Activity
Your task is to repeat exactly the lines below between the line holding "with the sum of" and the line holding "filename src/main.rs", inclusive, and only those.

Supplied records
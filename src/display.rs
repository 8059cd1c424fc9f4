use anyhow::Result;
use crossterm::{
    cursor::MoveTo,
    style::{style, Attribute, Color, PrintStyledContent},
    QueueableCommand,
};

use std::io::{stdout, Write};

use connect4_minimax::board::{Board, Cell};
use connect4_minimax::{HEIGHT, WIDTH};

/// Draws `board` below the cursor, with 1-indexed column labels on top
pub fn draw(board: &Board) -> Result<()> {
    let mut stdout = stdout();

    let cols: String = (1..=WIDTH).map(|x| x.to_string()).collect();
    stdout.queue(PrintStyledContent(style(cols + "\n")))?;
    for _ in 0..HEIGHT {
        stdout.queue(PrintStyledContent(style("\n")))?;
    }
    stdout.flush()?;

    // the cursor now sits on the line for the bottom row
    let (origin_x, origin_y) = crossterm::cursor::position()?;
    let top_y = origin_y - (HEIGHT - 1) as u16;

    for (row, cells) in board.rows().enumerate() {
        stdout.queue(MoveTo(origin_x, top_y + row as u16))?;
        for cell in cells {
            let colour = match cell {
                Cell::Player => Color::Red,
                Cell::Ai => Color::Yellow,
                Cell::Empty => Color::DarkBlue,
            };
            stdout.queue(PrintStyledContent(
                style("O")
                    .attribute(Attribute::Bold)
                    .on(Color::DarkBlue)
                    .with(colour),
            ))?;
        }
    }
    stdout
        .queue(MoveTo(origin_x + WIDTH as u16, origin_y))?
        .queue(PrintStyledContent(style("\n")))?;
    stdout.flush()?;
    Ok(())
}
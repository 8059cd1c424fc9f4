//! Static evaluation of non-terminal positions

use crate::board::{Board, Cell, Piece};
use crate::rules::{windows, Window};
use crate::{CENTER_COLUMN, HEIGHT};

/// Bonus for each of a side's pieces in the centre column
pub const CENTER_WEIGHT: i64 = 3;
/// A window filled by one side
pub const FOUR_WEIGHT: i64 = 100;
/// Three of a side's pieces and a gap
pub const THREE_WEIGHT: i64 = 5;
/// Two of a side's pieces and two gaps
pub const TWO_WEIGHT: i64 = 2;
/// Three opposing pieces and a gap
pub const OPPONENT_THREE_WEIGHT: i64 = -4;

/// Scores a single window for `piece`
pub fn evaluate_window(window: &Window, piece: Piece) -> i64 {
    let opponent = piece.opponent();
    let count = |wanted: Cell| window.iter().filter(|&&cell| cell == wanted).count();
    let own = count(piece.into());
    let theirs = count(opponent.into());
    let empty = count(Cell::Empty);

    let mut score = match (own, empty) {
        (4, _) => FOUR_WEIGHT,
        (3, 1) => THREE_WEIGHT,
        (2, 2) => TWO_WEIGHT,
        _ => 0,
    };
    if theirs == 3 && empty == 1 {
        score += OPPONENT_THREE_WEIGHT;
    }
    score
}

/// Scores how favourable `board` is for `piece`
///
/// Combines a bonus for occupying the centre column with the sum of
/// [`evaluate_window`] over every window on the board. Only meaningful
/// for boards that are not already won.
pub fn score_position(board: &Board, piece: Piece) -> i64 {
    let center = (0..HEIGHT)
        .filter(|&row| board.cell(row, CENTER_COLUMN).holds(piece))
        .count() as i64;

    center * CENTER_WEIGHT
        + windows(board)
            .map(|window| evaluate_window(&window, piece))
            .sum::<i64>()
}
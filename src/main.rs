use anyhow::{anyhow, Result};
use structopt::StructOpt;

use std::io::{stdin, stdout, Write};
use std::str::FromStr;
use std::time::Duration;

use connect4_minimax::board::{Board, Piece};
use connect4_minimax::game::{Difficulty, Game, GameState};
use connect4_minimax::search::best_move;
use connect4_minimax::self_play::{run_match, MatchConfig};
use connect4_minimax::WIDTH;

mod display;

/// Which side places the first piece
#[derive(Copy, Clone, Debug)]
enum FirstMove {
    Player,
    Ai,
    Random,
}

impl FirstMove {
    fn pick(self) -> Piece {
        match self {
            FirstMove::Player => Piece::Player,
            FirstMove::Ai => Piece::Ai,
            FirstMove::Random => {
                if rand::random() {
                    Piece::Player
                } else {
                    Piece::Ai
                }
            }
        }
    }
}

impl FromStr for FirstMove {
    type Err = anyhow::Error;

    fn from_str(s: &str) -> Result<Self> {
        match s.to_lowercase().as_str() {
            "player" | "human" => Ok(FirstMove::Player),
            "ai" | "computer" => Ok(FirstMove::Ai),
            "random" => Ok(FirstMove::Random),
            other => Err(anyhow!(
                "unknown side '{}', expected player, ai or random",
                other
            )),
        }
    }
}

#[derive(StructOpt)]
#[structopt(
    name = "connect4",
    about = "Play Connect 4 against a minimax opponent"
)]
struct Opt {
    #[structopt(subcommand)]
    command: Option<Command>,
}

#[derive(StructOpt)]
enum Command {
    #[structopt(
        name = "play",
        about = "Play against the computer (the default). \
                 The difficulty is asked for unless given with `--difficulty`."
    )]
    Play(PlayArgs),
    #[structopt(
        name = "match",
        about = "Watch the computer play itself over a number of games \
                 at two search depths and report the results."
    )]
    Match(MatchArgs),
    #[structopt(
        name = "analyse",
        about = "Search for the AI's best move in a position given \
                 as a string of 1-indexed columns with `--moves`."
    )]
    Analyse(AnalyseArgs),
}

#[derive(StructOpt)]
struct PlayArgs {
    #[structopt(short, long)]
    difficulty: Option<Difficulty>,
    #[structopt(short, long, default_value = "random")]
    first: FirstMove,
    /// Pause before each AI move, in milliseconds
    #[structopt(long = "think-ms", default_value = "500")]
    think_ms: u64,
}

impl Default for PlayArgs {
    fn default() -> Self {
        Self {
            difficulty: None,
            first: FirstMove::Random,
            think_ms: 500,
        }
    }
}

#[derive(StructOpt)]
struct MatchArgs {
    #[structopt(short, long, default_value = "100")]
    games: usize,
    /// Search depth of the side playing the AI's pieces
    #[structopt(long = "first-depth", default_value = "5")]
    first_depth: u32,
    /// Search depth of the side playing the Player's pieces
    #[structopt(long = "second-depth", default_value = "3")]
    second_depth: u32,
    #[structopt(long = "random-openings", default_value = "2")]
    random_openings: usize,
    #[structopt(long, default_value = "0")]
    seed: u64,
}

#[derive(StructOpt)]
struct AnalyseArgs {
    #[structopt(short, long, default_value = "")]
    moves: String,
    #[structopt(short, long, default_value = "5")]
    depth: u32,
    /// The side that played the first of `--moves`
    #[structopt(short, long, default_value = "player")]
    first: FirstMove,
}

fn main() -> Result<()> {
    env_logger::Builder::from_env(env_logger::Env::default().default_filter_or("warn")).init();

    match Opt::from_args().command {
        None => play(PlayArgs::default()),
        Some(Command::Play(args)) => play(args),
        Some(Command::Match(args)) => play_match(args),
        Some(Command::Analyse(args)) => analyse(args),
    }
}

fn prompt(message: &str) -> Result<String> {
    print!("{}", message);
    stdout().flush()?;
    let mut buffer = String::new();
    stdin().read_line(&mut buffer)?;
    Ok(buffer.trim().to_lowercase())
}

fn ask_difficulty() -> Result<Difficulty> {
    let options: Vec<String> = Difficulty::ALL
        .iter()
        .map(|d| format!("{} ({} ply)", d, d.depth()))
        .collect();
    loop {
        let answer = prompt(&format!("Select difficulty, {}: ", options.join(", ")))?;
        match answer.parse() {
            Ok(difficulty) => return Ok(difficulty),
            Err(err) => println!("{}", err),
        }
    }
}

fn ask_yes_no(question: &str) -> Result<bool> {
    loop {
        match prompt(&format!("{} y/n: ", question))?.chars().next() {
            Some(_letter @ 'y') => return Ok(true),
            Some(_letter @ 'n') => return Ok(false),
            _ => println!("Unknown answer given"),
        }
    }
}

fn play(args: PlayArgs) -> Result<()> {
    println!("Welcome to Connect 4\n");

    let difficulty = match args.difficulty {
        Some(difficulty) => difficulty,
        None => ask_difficulty()?,
    };
    let think_time = Duration::from_millis(args.think_ms);
    let mut game = Game::new(difficulty, args.first.pick());
    println!(
        "Playing on {} difficulty, {} moves first. \
         Enter a column number, 'r' to restart or 'q' to quit.",
        game.difficulty(),
        game.turn()
    );

    // game loop
    loop {
        display::draw(game.board())?;

        match game.state() {
            GameState::Playing => {
                if game.turn() == Piece::Ai {
                    println!("AI is thinking...");
                    stdout().flush()?;
                    std::thread::sleep(think_time);

                    let report = game.play_ai()?;
                    if let Some(column) = report.result.column {
                        println!("AI plays column {}", column + 1);
                    }
                    continue;
                }

                let input = prompt("Move input > ")?;
                match input.as_str() {
                    "q" | "quit" => break,
                    "r" | "restart" => {
                        game.reset(args.first.pick());
                        println!("New game, {} moves first", game.turn());
                        continue;
                    }
                    _ => {}
                }
                let column = match input.parse::<usize>() {
                    Ok(column @ 1..=WIDTH) => column - 1,
                    _ => {
                        println!("Invalid column: {}, enter a number from 1 to {}", input, WIDTH);
                        continue;
                    }
                };
                if let Err(err) = game.play_human(column) {
                    println!("{}", err);
                }
            }

            // end states
            state => {
                match state {
                    GameState::PlayerWin => println!("You win!"),
                    GameState::AiWin => println!("AI wins!"),
                    _ => println!("It's a tie!"),
                }
                if !ask_yes_no("Play again?")? {
                    break;
                }
                game.set_difficulty(ask_difficulty()?);
                game.reset(args.first.pick());
                println!("New game, {} moves first", game.turn());
            }
        }
    }
    Ok(())
}

fn play_match(args: MatchArgs) -> Result<()> {
    let config = MatchConfig {
        games: args.games,
        ai_depth: args.first_depth,
        player_depth: args.second_depth,
        random_openings: args.random_openings,
        seed: args.seed,
    };
    let summary = run_match(&config);

    println!(
        "Depth {} won {}, depth {} won {}, {} drawn. Mean game length {:.1} moves.",
        config.ai_depth,
        summary.ai_wins,
        config.player_depth,
        summary.player_wins,
        summary.draws,
        summary.mean_plies()
    );
    Ok(())
}

fn analyse(args: AnalyseArgs) -> Result<()> {
    let board = Board::from_moves(&args.moves, args.first.pick())?;
    display::draw(&board)?;

    let report = best_move(&board, args.depth);
    match report.result.column {
        Some(column) => println!(
            "Best move for the AI: {}, score {}",
            column + 1,
            report.result.score
        ),
        None => println!("No move to make, score {}", report.result.score),
    }
    println!(
        "Searched {} positions in {:.3}ms",
        report.node_count,
        report.elapsed.as_secs_f64() * 1000.0
    );
    Ok(())
}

Written answer
/// Combines a bonus for occupying the centre column with the sum of
/// [`evaluate_window`] over every window on the board. Only meaningful
/// for boards that are not already won.
pub fn score_position(board: &Board, piece: Piece) -> i64 {
    let center = (0..HEIGHT)
        .filter(|&row| board.cell(row, CENTER_COLUMN).holds(piece))
        .count() as i64;

    center * CENTER_WEIGHT
        + windows(board)
            .map(|window| evaluate_window(&window, piece))
            .sum::<i64>()
}
filename src/main.rs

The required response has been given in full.